Anyway, we were not newlyweds any longer and hadn’t been in a while but we didn’t have kids. Thus, newlyweds. Some of the other couples in the class did have kids and as the years went by, most of them had kids eventually. We got together as a group often because back in the day, in 2004, Sunday School classes did these things called “socials” where the class would plan an activity outside of the normal learning about Jesus time on Sunday morning. Now we do it all together during small group or community group but IN YE OLE DAYS fellowshipping was a whole separate thing.
Team Mom sat at kitchen tables chatting about toddler tantrums and breastfeeding and sharing birth stories, Team Dad’s around a TV yelling for touchdowns and false starts and personal fouls, and team Mascots, the kids, running around destroying things.
And then there was me.

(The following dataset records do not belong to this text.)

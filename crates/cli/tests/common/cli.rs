//! CLI command execution helpers with automatic timing
//!
//! This module provides a wrapper around the `concierge` binary that
//! measures execution time and offers assertion helpers.

use anyhow::{Context, Result};
use std::collections::HashMap;
use std::path::{Path, PathBuf};
use std::process::Command;
use std::time::{Duration, Instant};

/// CLI command builder with timing
pub struct ConciergeCommand {
    binary_path: PathBuf,
    working_dir: PathBuf,
    args: Vec<String>,
    env: HashMap<String, String>,
}

impl ConciergeCommand {
    /// Create a new command in the given working directory
    pub fn new(working_dir: impl AsRef<Path>) -> Self {
        Self {
            binary_path: PathBuf::from(env!("CARGO_BIN_EXE_concierge")),
            working_dir: working_dir.as_ref().to_path_buf(),
            args: Vec::new(),
            env: HashMap::new(),
        }
    }

    /// Add command arguments
    pub fn args(&mut self, args: &[&str]) -> &mut Self {
        self.args.extend(args.iter().map(|s| s.to_string()));
        self
    }

    /// Set environment variable
    pub fn env(&mut self, key: &str, value: &str) -> &mut Self {
        self.env.insert(key.to_string(), value.to_string());
        self
    }

    /// Execute command and return result with timing
    pub fn execute(&self) -> Result<CommandResult> {
        let start = Instant::now();

        let output = Command::new(&self.binary_path)
            .args(&self.args)
            .current_dir(&self.working_dir)
            .envs(&self.env)
            .env_remove("RUST_LOG")
            .output()
            .context("Failed to execute command")?;

        Ok(CommandResult {
            stdout: String::from_utf8_lossy(&output.stdout).to_string(),
            stderr: String::from_utf8_lossy(&output.stderr).to_string(),
            exit_code: output.status.code().unwrap_or(-1),
            duration: start.elapsed(),
        })
    }

    /// Execute and assert success
    pub fn assert_success(&self) -> Result<CommandResult> {
        let result = self.execute()?;

        if !result.success() {
            anyhow::bail!(
                "Command failed (exit code: {}):\nArgs: {:?}\nStdout: {}\nStderr: {}",
                result.exit_code,
                self.args,
                result.stdout,
                result.stderr
            );
        }

        Ok(result)
    }

    /// Execute and expect failure
    pub fn assert_failure(&self) -> Result<CommandResult> {
        let result = self.execute()?;

        if result.success() {
            anyhow::bail!(
                "Command should have failed but succeeded:\nArgs: {:?}\nStdout: {}",
                self.args,
                result.stdout
            );
        }

        Ok(result)
    }
}

/// Command execution result with timing
#[derive(Debug, Clone)]
pub struct CommandResult {
    pub stdout: String,
    pub stderr: String,
    pub exit_code: i32,
    pub duration: Duration,
}

impl CommandResult {
    /// Check if command succeeded
    pub fn success(&self) -> bool {
        self.exit_code == 0
    }

    /// Check if stdout contains text
    pub fn contains_stdout(&self, text: &str) -> bool {
        self.stdout.contains(text)
    }

    /// Check if stderr contains text
    pub fn contains_stderr(&self, text: &str) -> bool {
        self.stderr.contains(text)
    }

    /// Parse stdout as JSON
    pub fn json(&self) -> Result<serde_json::Value> {
        serde_json::from_str(&self.stdout)
            .with_context(|| format!("stdout is not JSON:\n{}", self.stdout))
    }
}

/// Macro for convenient command construction
///
/// Usage:
/// ```ignore
/// concierge!(dir, "pages", "--current", "5", "--total", "10").assert_success()?;
/// ```
#[macro_export]
macro_rules! concierge {
    ($dir:expr, $($arg:expr),*) => {{
        let mut cmd = $crate::common::cli::ConciergeCommand::new($dir);
        cmd.args(&[$($arg),*]);
        cmd
    }};
}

Team Infertile.
Infertility affects every area of your life. There’s no way around that. During most of those long years, I felt like I belonged nowhere. Not with the women and not with the men.
But then, we were finally pregnant, and like someone switched on light, I suddenly found myself “normal” with a seat of my own on the mom bench. Only, I felt incredibly out of place. Like I had been the weird, infertile one for so long and this almost immediate move to normal, soon-to-be-mom felt like I was playing on the wrong team. Like I’d gotten traded mid-season to the team across town.

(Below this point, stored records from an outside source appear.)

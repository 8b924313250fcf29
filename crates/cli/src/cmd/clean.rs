//! Strip empty fields from a record

use anyhow::Result;
use cg_core::remove_empty_fields;
use cli_lib::util;
use std::path::Path;

pub async fn run(path: &Path) -> Result<()> {
    let record = util::read_record(path)?;
    util::print_json(&remove_empty_fields(&record))
}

And friends, it took me years to begin to feel like I was allowed to be on Team Mom and hang out with regular moms in regular mom ways.
I believe that’s because I didn’t know and didn’t understand and didn’t anticipate how to be infertile. Friends, I believed being infertile excluded me from participating and so I sat the bench, took myself out of the game and, ultimately, paid the price in loneliness and isolation.
Sometimes, we take ourselves out because we are not sure we belong.
Sister, today, I want us to challenge that belief. Challenge the idea that we don’t belong because maybe we will never mother. The lie that we will never be a necessary, loved, much prayed for part of a child’s life.
Today, we get up, we rise up, we take back our lives and we say, We WILL mother. Somehow, someway, someday.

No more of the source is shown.